When you finish  basic training and AIT you are given a duty assignment, which is a Military base where you will report and then where you will be assigned to a specific unit. Depending on the unit you are assigned to you could deploy immediately to a combat zone, it all depends upon your units position in the assignment rotation and how critical the need for your units mission is needed. So in the end, it all really comes down to what you have enlisted for, if your job in the Military is in the Combat Arms field or like another posted said in the Engineering field you could deploy very quickly. Also keep this in mind, when you complete Advanced Individual Training ( AIT ) you are not really ready for deployment. AIT, is designed to give you the basics of what your mission will be, you actually receive your real training on the job at the unit you are assigned too. So keeping this in mind, I think a combat deployment is something new soldiers should be required to do as soon as possible, because you will learn more in a combat zone than you ever could at a states side duty assignment.
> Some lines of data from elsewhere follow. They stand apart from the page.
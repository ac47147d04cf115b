//! Recorded-audio artifact handling.
//!
//! The speech-understanding sidecar consumes a file path to mono 16 kHz
//! 16-bit PCM audio. Captures from devices running at other rates or
//! channel counts are transcoded here before the handoff.

use crate::defaults::SAMPLE_RATE;
use crate::error::{Result, VocoachError};
use std::path::Path;

/// Downmix and resample raw capture data to the artifact format.
pub fn transcode_to_mono_16k(samples: &[i16], source_rate: u32, channels: u16) -> Vec<i16> {
    let mono = if channels == 2 {
        samples
            .chunks_exact(2)
            .map(|chunk| {
                let left = chunk[0] as i32;
                let right = chunk[1] as i32;
                ((left + right) / 2) as i16
            })
            .collect()
    } else {
        samples.to_vec()
    };

    if source_rate != SAMPLE_RATE {
        resample(&mono, source_rate, SAMPLE_RATE)
    } else {
        mono
    }
}

/// Write mono 16 kHz samples to a WAV artifact at `path`.
pub fn write_artifact(path: &Path, samples: &[i16]) -> Result<()> {
    let spec = hound::WavSpec {
        channels: 1,
        sample_rate: SAMPLE_RATE,
        bits_per_sample: 16,
        sample_format: hound::SampleFormat::Int,
    };

    let mut writer = hound::WavWriter::create(path, spec).map_err(|e| {
        VocoachError::AudioCapture {
            message: format!("Failed to create WAV artifact: {}", e),
        }
    })?;

    for &sample in samples {
        writer
            .write_sample(sample)
            .map_err(|e| VocoachError::AudioCapture {
                message: format!("Failed to write WAV sample: {}", e),
            })?;
    }

    writer.finalize().map_err(|e| VocoachError::AudioCapture {
        message: format!("Failed to finalize WAV artifact: {}", e),
    })?;

    Ok(())
}

/// Read a WAV artifact back as mono 16 kHz samples, transcoding if needed.
pub fn read_artifact(path: &Path) -> Result<Vec<i16>> {
    let mut reader = hound::WavReader::open(path).map_err(|e| VocoachError::AudioCapture {
        message: format!("Failed to open WAV file: {}", e),
    })?;

    let spec = reader.spec();
    let raw: Vec<i16> = reader
        .samples::<i16>()
        .collect::<std::result::Result<Vec<_>, _>>()
        .map_err(|e| VocoachError::AudioCapture {
            message: format!("Failed to read WAV samples: {}", e),
        })?;

    Ok(transcode_to_mono_16k(&raw, spec.sample_rate, spec.channels))
}

/// Linear-interpolation resampler.
///
/// Good enough for speech being handed to a recognizer; not meant for
/// playback-quality conversion.
fn resample(samples: &[i16], from_rate: u32, to_rate: u32) -> Vec<i16> {
    if from_rate == to_rate || samples.is_empty() {
        return samples.to_vec();
    }

    let ratio = from_rate as f64 / to_rate as f64;
    let out_len = (samples.len() as f64 / ratio) as usize;
    let mut out = Vec::with_capacity(out_len);

    for i in 0..out_len {
        let pos = i as f64 * ratio;
        let idx = pos as usize;
        let frac = pos - idx as f64;

        let a = samples[idx.min(samples.len() - 1)] as f64;
        let b = samples[(idx + 1).min(samples.len() - 1)] as f64;
        out.push((a + (b - a) * frac) as i16);
    }

    out
}
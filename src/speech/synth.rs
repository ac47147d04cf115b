//! Speech-synthesis client with engine fallback.
//!
//! Synthesis runs in a sidecar that plays audio itself; this client posts
//! the text and reports which engine served it. When the preferred engine
//! is unreachable the secondary is tried; when neither answers the caller
//! gets an actionable suggestion instead of a bare connection error.

use crate::bus::{BusEvent, EventBus};
use crate::config::SynthConfig;
use crate::defaults;
use crate::error::{Result, VocoachError};
use serde_json::json;
use std::time::Duration;

/// One synthesis sidecar endpoint.
#[derive(Debug, Clone)]
pub struct SynthEngine {
    pub name: String,
    pub base_url: String,
}

impl SynthEngine {
    pub fn new(name: &str, host: &str, port: u16) -> Self {
        Self {
            name: name.to_string(),
            base_url: format!("http://{}:{}", host, port),
        }
    }
}

/// Client over an ordered list of synthesis engines, preferred first.
pub struct SynthClient {
    bus: EventBus,
    client: reqwest::Client,
    engines: Vec<SynthEngine>,
    voice: String,
    preset: String,
    timeout: Duration,
}

impl SynthClient {
    pub fn new(bus: EventBus, engines: Vec<SynthEngine>, config: &SynthConfig) -> Self {
        // Preferred engine first, everything else keeps its order.
        let mut engines = engines;
        engines.sort_by_key(|e| e.name != config.engine);
        Self {
            bus,
            client: reqwest::Client::new(),
            engines,
            voice: config.voice.clone(),
            preset: config.preset.clone(),
            timeout: defaults::SYNTHESIS_TIMEOUT,
        }
    }

    #[cfg(test)]
    fn with_timeout(mut self, timeout: Duration) -> Self {
        self.timeout = timeout;
        self
    }

    /// Speak `text`, returning the name of the engine that served it.
    ///
    /// Publishes `SpeechStarted` before playback and always publishes
    /// `SpeechEnded` afterwards, even on failure, so wake suppression and
    /// barge-in monitoring never stay stuck on.
    pub async fn speak(&self, text: &str) -> Result<String> {
        self.bus.publish(BusEvent::SpeechStarted);
        let result = self.speak_inner(text).await;
        self.bus.publish(BusEvent::SpeechEnded);
        result
    }

    async fn speak_inner(&self, text: &str) -> Result<String> {
        let body = json!({
            "text": text,
            "voice": self.voice,
            "preset": self.preset,
        });

        for engine in &self.engines {
            let response = self
                .client
                .post(format!("{}/synthesize", engine.base_url))
                .json(&body)
                .timeout(self.timeout)
                .send()
                .await;

            match response {
                Ok(response) if response.status().is_success() => {
                    return Ok(engine.name.clone());
                }
                Ok(response) => {
                    // The engine is alive but rejected the request; a
                    // different engine will not do better with it.
                    return Err(VocoachError::Synthesis {
                        message: format!("{} returned {}", engine.name, response.status()),
                    });
                }
                Err(e) => {
                    tracing::debug!(engine = %engine.name, "unreachable, trying next: {}", e);
                }
            }
        }

        Err(VocoachError::SynthesisUnavailable {
            suggestion: self.install_suggestion(),
        })
    }

    /// True when any engine answers its health endpoint. 404 counts: an
    /// engine without a health route is still serving.
    pub async fn is_available(&self) -> bool {
        for engine in &self.engines {
            let response = self
                .client
                .get(format!("{}/health", engine.base_url))
                .timeout(defaults::HEALTH_PROBE_TIMEOUT)
                .send()
                .await;
            if response.is_ok() {
                return true;
            }
        }
        false
    }

    fn install_suggestion(&self) -> String {
        let names: Vec<&str> = self.engines.iter().map(|e| e.name.as_str()).collect();
        format!(
            "no synthesis engine is running; install or start one of: {}",
            names.join(", ")
        )
    }
}

#[cfg(test)]
mod tests {
    use super::*;
    use crate::bus::Topic;
    use std::sync::{Arc, Mutex};
    use tokio::io::{AsyncReadExt, AsyncWriteExt};
    use tokio::net::TcpListener;

    /// Serve `responses` canned HTTP responses on a fresh port, one per
    /// connection, after draining the request headers.
    async fn fake_http_server(responses: Vec<&'static str>) -> u16 {
        let listener = TcpListener::bind("127.0.0.1:0").await.unwrap();
        let port = listener.local_addr().unwrap().port();
        tokio::spawn(async move {
            for response in responses {
                let Ok((mut conn, _)) = listener.accept().await else {
                    return;
                };
                let mut buf = vec![0u8; 4096];
                let _ = conn.read(&mut buf).await;
                let _ = conn.write_all(response.as_bytes()).await;
                let _ = conn.shutdown().await;
            }
        });
        port
    }

    const OK: &str = "HTTP/1.1 200 OK\r\ncontent-length: 2\r\nconnection: close\r\n\r\nok";
    const SERVER_ERROR: &str =
        "HTTP/1.1 500 Internal Server Error\r\ncontent-length: 0\r\nconnection: close\r\n\r\n";

    fn engines_for(primary_port: u16, fallback_port: u16) -> Vec<SynthEngine> {
        vec![
            SynthEngine::new("soprano", "127.0.0.1", primary_port),
            SynthEngine::new("espeak-server", "127.0.0.1", fallback_port),
        ]
    }

    async fn dead_port() -> u16 {
        let listener = TcpListener::bind("127.0.0.1:0").await.unwrap();
        let port = listener.local_addr().unwrap().port();
        drop(listener);
        port
    }

    #[tokio::test]
    async fn preferred_engine_serves_when_alive() {
        let primary = fake_http_server(vec![OK]).await;
        let fallback = dead_port().await;
        let client = SynthClient::new(
            EventBus::new(),
            engines_for(primary, fallback),
            &SynthConfig::default(),
        );

        let served = client.speak("hello there").await.unwrap();
        assert_eq!(served, "soprano");
    }

    #[tokio::test]
    async fn unreachable_preferred_falls_back() {
        let primary = dead_port().await;
        let fallback = fake_http_server(vec![OK]).await;
        let client = SynthClient::new(
            EventBus::new(),
            engines_for(primary, fallback),
            &SynthConfig::default(),
        );

        let served = client.speak("hello there").await.unwrap();
        assert_eq!(served, "espeak-server");
    }

    #[tokio::test]
    async fn no_engine_alive_reports_actionable_suggestion() {
        let client = SynthClient::new(
            EventBus::new(),
            engines_for(dead_port().await, dead_port().await),
            &SynthConfig::default(),
        );

        let err = client.speak("hello").await.unwrap_err();
        match err {
            VocoachError::SynthesisUnavailable { suggestion } => {
                assert!(suggestion.contains("soprano"));
                assert!(suggestion.contains("espeak-server"));
            }
            other => panic!("unexpected error: {other}"),
        }
    }

    #[tokio::test]
    async fn http_error_from_a_live_engine_does_not_fall_back() {
        let primary = fake_http_server(vec![SERVER_ERROR]).await;
        let fallback = fake_http_server(vec![OK]).await;
        let client = SynthClient::new(
            EventBus::new(),
            engines_for(primary, fallback),
            &SynthConfig::default(),
        )
        .with_timeout(Duration::from_secs(2));

        let err = client.speak("hello").await.unwrap_err();
        assert!(matches!(err, VocoachError::Synthesis { .. }));
    }

    #[tokio::test]
    async fn speech_events_bracket_playback_even_on_failure() {
        let bus = EventBus::new();
        let events = Arc::new(Mutex::new(Vec::new()));
        let sink = Arc::clone(&events);
        let started = bus.subscribe(Topic::SpeechStarted, move |_| {
            sink.lock().unwrap().push("started");
        });
        let sink = Arc::clone(&events);
        let ended = bus.subscribe(Topic::SpeechEnded, move |_| {
            sink.lock().unwrap().push("ended");
        });

        let client = SynthClient::new(
            bus.clone(),
            engines_for(dead_port().await, dead_port().await),
            &SynthConfig::default(),
        );
        let _ = client.speak("hello").await;

        assert_eq!(*events.lock().unwrap(), vec!["started", "ended"]);
        started.unsubscribe();
        ended.unsubscribe();
    }

    #[tokio::test]
    async fn preferred_engine_from_config_is_tried_first() {
        let config = SynthConfig {
            engine: "espeak-server".to_string(),
            ..SynthConfig::default()
        };
        let primary = fake_http_server(vec![OK]).await;
        // "soprano" would also answer, but the configured preference wins.
        let soprano = fake_http_server(vec![OK]).await;
        let client = SynthClient::new(EventBus::new(), engines_for(soprano, primary), &config);

        let served = client.speak("hi").await.unwrap();
        assert_eq!(served, "espeak-server");
    }
}
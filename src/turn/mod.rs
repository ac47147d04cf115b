//! Audio turn management: capture sessions, silence-stop, barge-in.

pub mod barge_in;
pub mod controller;

pub use barge_in::BargeInMonitor;
pub use controller::{CaptureSession, FrameVerdict, TurnConfig, TurnController};

use std::path::PathBuf;

/// How a capture session was started.
#[derive(Debug, Clone, Copy, PartialEq, Eq)]
pub enum CaptureMode {
    /// Push-to-talk button.
    Manual,
    /// Wake-word trigger.
    Wake,
    /// Auto-started after a question was spoken.
    Auto,
    /// User interrupted synthesis playback.
    BargeIn,
}

/// Which stream an amplitude sample was measured on.
#[derive(Debug, Clone, Copy, PartialEq, Eq)]
pub enum AmplitudeSource {
    /// Frame from an active capture session.
    Microphone,
    /// Frame from the barge-in tap while synthesis output is playing.
    Output,
}

/// Per-frame loudness reading for UI feedback.
///
/// Timestamps are milliseconds since session start and are monotonically
/// non-decreasing within one session.
#[derive(Debug, Clone, Copy)]
pub struct AmplitudeSample {
    pub level: f32,
    pub source: AmplitudeSource,
    pub elapsed_ms: u64,
}

/// Why a capture session ended.
#[derive(Debug, Clone, Copy, PartialEq, Eq)]
pub enum StopReason {
    /// Silence-stop gate fired.
    Silence,
    /// Explicit `cancel_capture` (manual button, timeout, or barge-in).
    Cancelled,
    /// The device disappeared mid-capture; treated as an implicit cancel.
    DeviceLost,
}

/// Result payload of a finished capture session.
#[derive(Debug, Clone)]
pub struct CaptureOutcome {
    pub mode: CaptureMode,
    pub reason: StopReason,
    /// Recorded-audio artifact (mono 16 kHz 16-bit PCM WAV), if any audio
    /// was captured and finalized.
    pub artifact: Option<PathBuf>,
    pub duration_ms: u64,
}

/// Acknowledgement of a `cancel_capture` call.
#[derive(Debug, Clone, Copy, PartialEq, Eq)]
pub struct CancelAck {
    /// True when no capture was active; the call was a no-op, not an error.
    pub already_stopped: bool,
}
//! Engine availability probing.
//!
//! Log-line matching (see [`crate::engines::spec::EngineSpec`]) covers
//! processes this supervisor spawned; the HTTP probe covers engines already
//! running independently, where stdout is not ours to read. Both sit behind
//! a trait so call sites do not care which strategy applies.

use crate::defaults;
use async_trait::async_trait;
use std::time::Duration;

/// Strategy for deciding whether something is alive on an engine's port.
#[async_trait]
pub trait ReadinessProbe: Send + Sync {
    /// True when a live process answers on the port.
    async fn is_alive(&self, port: u16) -> bool;
}

/// Short-timeout HTTP probe against a well-known local port.
///
/// Any response proves a server process exists, so 200 and 404 both count
/// as alive; only connection failures count as dead.
pub struct HttpProbe {
    client: reqwest::Client,
    path: String,
}

impl HttpProbe {
    pub fn new() -> Self {
        Self::with_timeout(defaults::HEALTH_PROBE_TIMEOUT)
    }

    pub fn with_timeout(timeout: Duration) -> Self {
        let client = reqwest::Client::builder()
            .timeout(timeout)
            .build()
            .unwrap_or_default();
        Self {
            client,
            path: "/health".to_string(),
        }
    }
}

impl Default for HttpProbe {
    fn default() -> Self {
        Self::new()
    }
}

#[async_trait]
impl ReadinessProbe for HttpProbe {
    async fn is_alive(&self, port: u16) -> bool {
        let url = format!("http://127.0.0.1:{}{}", port, self.path);
        match self.client.get(&url).send().await {
            // Any status — 200, 404, even 500 — proves the port is served.
            Ok(_) => true,
            Err(_) => false,
        }
    }
}

/// Probe with a fixed answer, for tests.
pub struct FixedProbe {
    alive: bool,
}

impl FixedProbe {
    pub fn alive() -> Self {
        Self { alive: true }
    }

    pub fn dead() -> Self {
        Self { alive: false }
    }
}

#[async_trait]
impl ReadinessProbe for FixedProbe {
    async fn is_alive(&self, _port: u16) -> bool {
        self.alive
    }
}

#[cfg(test)]
mod tests {
    use super::*;
    use tokio::io::{AsyncReadExt, AsyncWriteExt};
    use tokio::net::TcpListener;

    async fn serve_one_response(listener: TcpListener, status_line: &'static str) {
        if let Ok((mut stream, _)) = listener.accept().await {
            let mut buf = [0u8; 1024];
            let _ = stream.read(&mut buf).await;
            let response = format!("{}\r\ncontent-length: 0\r\n\r\n", status_line);
            let _ = stream.write_all(response.as_bytes()).await;
        }
    }

    #[tokio::test]
    async fn http_probe_treats_200_as_alive() {
        let listener = TcpListener::bind("127.0.0.1:0").await.unwrap();
        let port = listener.local_addr().unwrap().port();
        tokio::spawn(serve_one_response(listener, "HTTP/1.1 200 OK"));

        let probe = HttpProbe::new();
        assert!(probe.is_alive(port).await);
    }

    #[tokio::test]
    async fn http_probe_treats_404_as_alive() {
        let listener = TcpListener::bind("127.0.0.1:0").await.unwrap();
        let port = listener.local_addr().unwrap().port();
        tokio::spawn(serve_one_response(listener, "HTTP/1.1 404 Not Found"));

        let probe = HttpProbe::new();
        assert!(
            probe.is_alive(port).await,
            "404 still proves a live server"
        );
    }

    #[tokio::test]
    async fn http_probe_treats_refused_connection_as_dead() {
        // Bind and drop to get a port nothing is listening on.
        let listener = TcpListener::bind("127.0.0.1:0").await.unwrap();
        let port = listener.local_addr().unwrap().port();
        drop(listener);

        let probe = HttpProbe::with_timeout(Duration::from_millis(500));
        assert!(!probe.is_alive(port).await);
    }

    #[tokio::test]
    async fn fixed_probe_answers_as_configured() {
        assert!(FixedProbe::alive().is_alive(1).await);
        assert!(!FixedProbe::dead().is_alive(1).await);
    }
}
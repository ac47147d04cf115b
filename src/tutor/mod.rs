//! The tutoring conversation engine and its collaborators.

mod content;
mod engine;
mod phase;
mod step;

pub use content::{CourseFile, Lesson, Question, QuestionPool};
pub use engine::{ConversationEngine, SessionContext};
pub use phase::{Difficulty, Phase};
pub use step::{TutorStep, AUTO_ADVANCE_PAUSE};

use crate::error::{Result, VocoachError};
use async_trait::async_trait;
use std::collections::VecDeque;
use std::sync::Mutex;

/// Outcome of grading one spoken answer.
#[derive(Debug, Clone, PartialEq, Eq)]
pub struct GradedAttempt {
    pub question_id: String,
    /// 0-100.
    pub score: u32,
    /// Rubric points the answer missed.
    pub unmet_points: Vec<String>,
}

/// Grades a transcript against a question. External collaborator; the
/// conversation engine only consumes the result.
#[async_trait]
pub trait Grader: Send + Sync {
    async fn grade(&self, question: &Question, answer: &str) -> Result<GradedAttempt>;
}

/// Grader backed by the speech-understanding sidecar's grading endpoint.
pub struct HttpGrader {
    client: reqwest::Client,
    base_url: String,
}

#[derive(serde::Deserialize)]
struct GradeResponse {
    score: u32,
    #[serde(default)]
    unmet_points: Vec<String>,
}

impl HttpGrader {
    pub fn new(host: &str, port: u16) -> Self {
        Self {
            client: reqwest::Client::new(),
            base_url: format!("http://{}:{}", host, port),
        }
    }
}

#[async_trait]
impl Grader for HttpGrader {
    async fn grade(&self, question: &Question, answer: &str) -> Result<GradedAttempt> {
        let response = self
            .client
            .post(format!("{}/grade", self.base_url))
            .json(&serde_json::json!({
                "question": question.text,
                "concept": question.concept,
                "answer": answer,
            }))
            .timeout(crate::defaults::TRANSCRIPTION_TIMEOUT)
            .send()
            .await
            .map_err(|e| VocoachError::Other(format!("grading request failed: {e}")))?;

        if !response.status().is_success() {
            return Err(VocoachError::Other(format!(
                "grader returned {}",
                response.status()
            )));
        }
        let body: GradeResponse = response
            .json()
            .await
            .map_err(|e| VocoachError::Other(format!("grading response malformed: {e}")))?;
        Ok(GradedAttempt {
            question_id: question.id.clone(),
            score: body.score.min(100),
            unmet_points: body.unmet_points,
        })
    }
}

/// Scripted grader for tests.
pub struct MockGrader {
    results: Mutex<VecDeque<Result<GradedAttempt>>>,
}

impl MockGrader {
    pub fn new() -> Self {
        Self {
            results: Mutex::new(VecDeque::new()),
        }
    }

    pub fn with_score(self, score: u32, unmet_points: &[&str]) -> Self {
        self.results
            .lock()
            .unwrap_or_else(|e| e.into_inner())
            .push_back(Ok(GradedAttempt {
                question_id: String::new(),
                score,
                unmet_points: unmet_points.iter().map(|p| p.to_string()).collect(),
            }));
        self
    }

    pub fn with_failure(self, message: &str) -> Self {
        self.results
            .lock()
            .unwrap_or_else(|e| e.into_inner())
            .push_back(Err(VocoachError::Other(message.to_string())));
        self
    }
}

impl Default for MockGrader {
    fn default() -> Self {
        Self::new()
    }
}

#[async_trait]
impl Grader for MockGrader {
    async fn grade(&self, question: &Question, _answer: &str) -> Result<GradedAttempt> {
        let next = self
            .results
            .lock()
            .unwrap_or_else(|e| e.into_inner())
            .pop_front();
        match next {
            Some(Ok(mut attempt)) => {
                attempt.question_id = question.id.clone();
                Ok(attempt)
            }
            Some(Err(e)) => Err(e),
            None => Err(VocoachError::Other("no scripted grade".to_string())),
        }
    }
}
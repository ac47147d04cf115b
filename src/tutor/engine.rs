//! The conversation state machine.
//!
//! Drives the teach / check / challenge / grade / adapt cycle. All
//! transitions are synchronous and deterministic: given the same score
//! history, `advance()` always lands on the same phase. The engine owns
//! no I/O, which is what keeps the whole graph testable without audio
//! or network.

use crate::defaults;
use crate::error::{Result, VocoachError};
use crate::tutor::content::{Lesson, QuestionPool};
use crate::tutor::phase::{Difficulty, Phase};
use crate::tutor::step::TutorStep;
use crate::tutor::GradedAttempt;

/// Context for a course session; its presence decides whether the first
/// advance runs an intro.
#[derive(Debug, Clone)]
pub struct SessionContext {
    pub course: String,
}

pub struct ConversationEngine {
    phase: Phase,
    /// Where an aborted step resumes from.
    prior_stable: Phase,
    difficulty: Difficulty,
    session: Option<SessionContext>,
    lessons: Vec<Lesson>,
    lesson_cursor: usize,
    pool: QuestionPool,
    active_question: Option<String>,
    asked: Vec<String>,
    scores: Vec<u32>,
    weak_concepts: Vec<String>,
    adapt_counter: u32,
}

impl ConversationEngine {
    pub fn new(lessons: Vec<Lesson>, pool: QuestionPool) -> Self {
        Self {
            phase: Phase::Idle,
            prior_stable: Phase::Idle,
            difficulty: Difficulty::default(),
            session: None,
            lessons,
            lesson_cursor: 0,
            pool,
            active_question: None,
            asked: Vec::new(),
            scores: Vec::new(),
            weak_concepts: Vec::new(),
            adapt_counter: 0,
        }
    }

    pub fn with_session(mut self, session: SessionContext) -> Self {
        self.session = Some(session);
        self
    }

    pub fn phase(&self) -> Phase {
        self.phase
    }

    pub fn difficulty(&self) -> Difficulty {
        self.difficulty
    }

    pub fn last_score(&self) -> Option<u32> {
        self.scores.last().copied()
    }

    pub fn weak_concepts(&self) -> &[String] {
        &self.weak_concepts
    }

    pub fn active_question(&self) -> Option<&str> {
        self.active_question.as_deref()
    }

    /// Move to the next phase and produce the step for it.
    pub fn advance(&mut self) -> TutorStep {
        match self.phase {
            Phase::Idle => match &self.session {
                Some(session) => {
                    let text = format!(
                        "Welcome back. Today we continue with {}.",
                        session.course
                    );
                    self.enter(Phase::Intro);
                    TutorStep::teach(text)
                }
                None => {
                    self.enter(Phase::Teach);
                    self.teach_step()
                }
            },
            Phase::Intro => {
                self.enter(Phase::Teach);
                self.teach_step()
            }
            Phase::Teach => self.check_step(),
            Phase::Check | Phase::Challenge => {
                // Waiting on an answer; advancing changes nothing.
                TutorStep::status("waiting for your answer")
            }
            Phase::Grade => {
                self.enter(Phase::Adapt);
                let score = self.last_score().unwrap_or(0);
                // Must keep the cycle moving: Adapt only runs on the next
                // advance, so the feedback step carries the auto-advance
                // pause rather than waiting for outside input.
                TutorStep::progress(format!("scored {score} out of 100"))
            }
            Phase::Adapt => self.adapt(),
            Phase::Spaced => self.check_step(),
        }
    }

    /// Record a graded answer for the active question.
    ///
    /// Only valid while a question is waiting; moves the cycle to Grade.
    pub fn record_attempt(&mut self, attempt: GradedAttempt) -> Result<()> {
        if !self.phase.awaits_answer() {
            return Err(VocoachError::Other(format!(
                "no question is waiting in phase {}",
                self.phase
            )));
        }
        let Some(question_id) = self.active_question.take() else {
            return Err(VocoachError::Other("no active question".to_string()));
        };
        if attempt.question_id != question_id {
            self.active_question = Some(question_id);
            return Err(VocoachError::Other(format!(
                "attempt answers {}, but {} is active",
                attempt.question_id,
                self.active_question.as_deref().unwrap_or("none")
            )));
        }

        if attempt.score < defaults::SCORE_WEAK && !attempt.unmet_points.is_empty() {
            if let Some(question) = self.pool.by_id(&question_id) {
                if !self.weak_concepts.contains(&question.concept) {
                    self.weak_concepts.push(question.concept.clone());
                }
            }
        }
        self.scores.push(attempt.score);
        self.enter(Phase::Grade);
        Ok(())
    }

    /// Abort the current step (timeout, grading failure) and fall back to
    /// the prior stable phase with a user-visible status.
    pub fn step_failed(&mut self, reason: &str) -> TutorStep {
        self.active_question = None;
        let resume = self.prior_stable;
        self.phase = resume;
        TutorStep::status(format!("{reason}; picking up again from {resume}"))
    }

    fn enter(&mut self, next: Phase) {
        if self.phase.is_stable() {
            self.prior_stable = self.phase;
        }
        self.phase = next;
    }

    fn adapt(&mut self) -> TutorStep {
        self.adapt_counter += 1;
        let mut spaced_due = false;
        if self.adapt_counter >= defaults::SPACED_REVIEW_EVERY {
            self.adapt_counter = 0;
            spaced_due = !self.weak_concepts.is_empty();
        }

        if spaced_due {
            let concepts = std::mem::take(&mut self.weak_concepts);
            self.enter(Phase::Spaced);
            return TutorStep::teach(format!(
                "Before anything new, a quick review of {}.",
                concepts.join(", ")
            ));
        }

        let score = self.last_score().unwrap_or(0);
        if score >= defaults::SCORE_ESCALATE {
            self.difficulty = self.difficulty.escalate();
            self.enter(Phase::Challenge);
            self.challenge_question()
        } else if score < defaults::SCORE_SIMPLIFY {
            self.difficulty = self.difficulty.simplify();
            self.enter(Phase::Teach);
            self.teach_step()
        } else {
            // Middling score: same difficulty, ask again.
            self.check_step()
        }
    }

    fn teach_step(&mut self) -> TutorStep {
        if self.lessons.is_empty() {
            return TutorStep::status("no lessons available for this course");
        }
        let lesson = &self.lessons[self.lesson_cursor % self.lessons.len()];
        self.lesson_cursor += 1;
        TutorStep::teach(lesson.text.clone())
    }

    fn check_step(&mut self) -> TutorStep {
        match self.pool.pick_check(self.difficulty, &self.asked) {
            Some(question) => {
                let step = TutorStep::ask(question.text.clone(), question.id.clone());
                self.active_question = Some(question.id.clone());
                self.asked.push(question.id.clone());
                self.enter(Phase::Check);
                step
            }
            None => TutorStep::status("no questions available for this topic yet"),
        }
    }

    fn challenge_question(&mut self) -> TutorStep {
        match self.pool.pick_challenge(self.difficulty, &self.asked) {
            Some(question) => {
                let step = TutorStep::ask(question.text.clone(), question.id.clone());
                self.active_question = Some(question.id.clone());
                self.asked.push(question.id.clone());
                step
            }
            None => {
                // Entered Challenge already; fall back to stable ground.
                self.phase = self.prior_stable;
                TutorStep::status("no challenge questions available yet")
            }
        }
    }

    #[cfg(test)]
    fn force_adapt_state(&mut self, counter: u32, last_score: u32) {
        self.phase = Phase::Adapt;
        self.adapt_counter = counter;
        self.scores.push(last_score);
    }
}
//! `value` subcommand

use anyhow::Result;
use relic_engine::{BatchStrategy, Refinement};

pub fn handle(
    index: &str,
    relic: &str,
    refinement: Refinement,
    strategy: BatchStrategy,
) -> Result<()> {
    let index = super::load_index(index)?;
    let value = index.average_return(relic, refinement, strategy, None)?;

    println!("{relic} {refinement} {strategy}: {value}");

    Ok(())
}
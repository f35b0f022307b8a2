//! `configure` subcommand

use anyhow::{Context, Result};
use relic_index::Config;
use std::path::{Path, PathBuf};

/// Show the active configuration, optionally writing defaults first
pub fn handle(config_path: Option<&Path>, init: bool) -> Result<()> {
    let path: PathBuf = match config_path {
        Some(path) => path.to_path_buf(),
        None => Config::config_path()?,
    };

    if init && !path.exists() {
        Config::default().save_to(&path)?;
        println!("Wrote default config to {}", path.display());
    }

    let config = Config::load_from(&path)?;
    let contents = toml::to_string_pretty(&config).context("Failed to serialize config")?;

    println!("Config file: {}", path.display());
    println!();
    print!("{contents}");

    Ok(())
}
After a one year deployment, a soldier will come home fully trained and better prepared for what's ahead during the time they are going to spend in the military, now I know some may not agree with me on this point, but my opinion is based on my experience with such deployments, and the positive effects it had on my soldiers during deployments.

Peace

So lets say after 9/11 US reacted quickly on sending troops (aditional troops) most of them probably already with more than 1 year under the belt?

Asking this because 9/11 and the bombing on the Zaventem airport in Belgium in march 2016 are both parts that are important in the development of the main character. it is basicly essential in the plot.  

 

Thank you very much for all the info I got so far. :)

Also found some work on youtube that actualy shows a lot of bootcamp for the Marine Corps, that also helps a bit.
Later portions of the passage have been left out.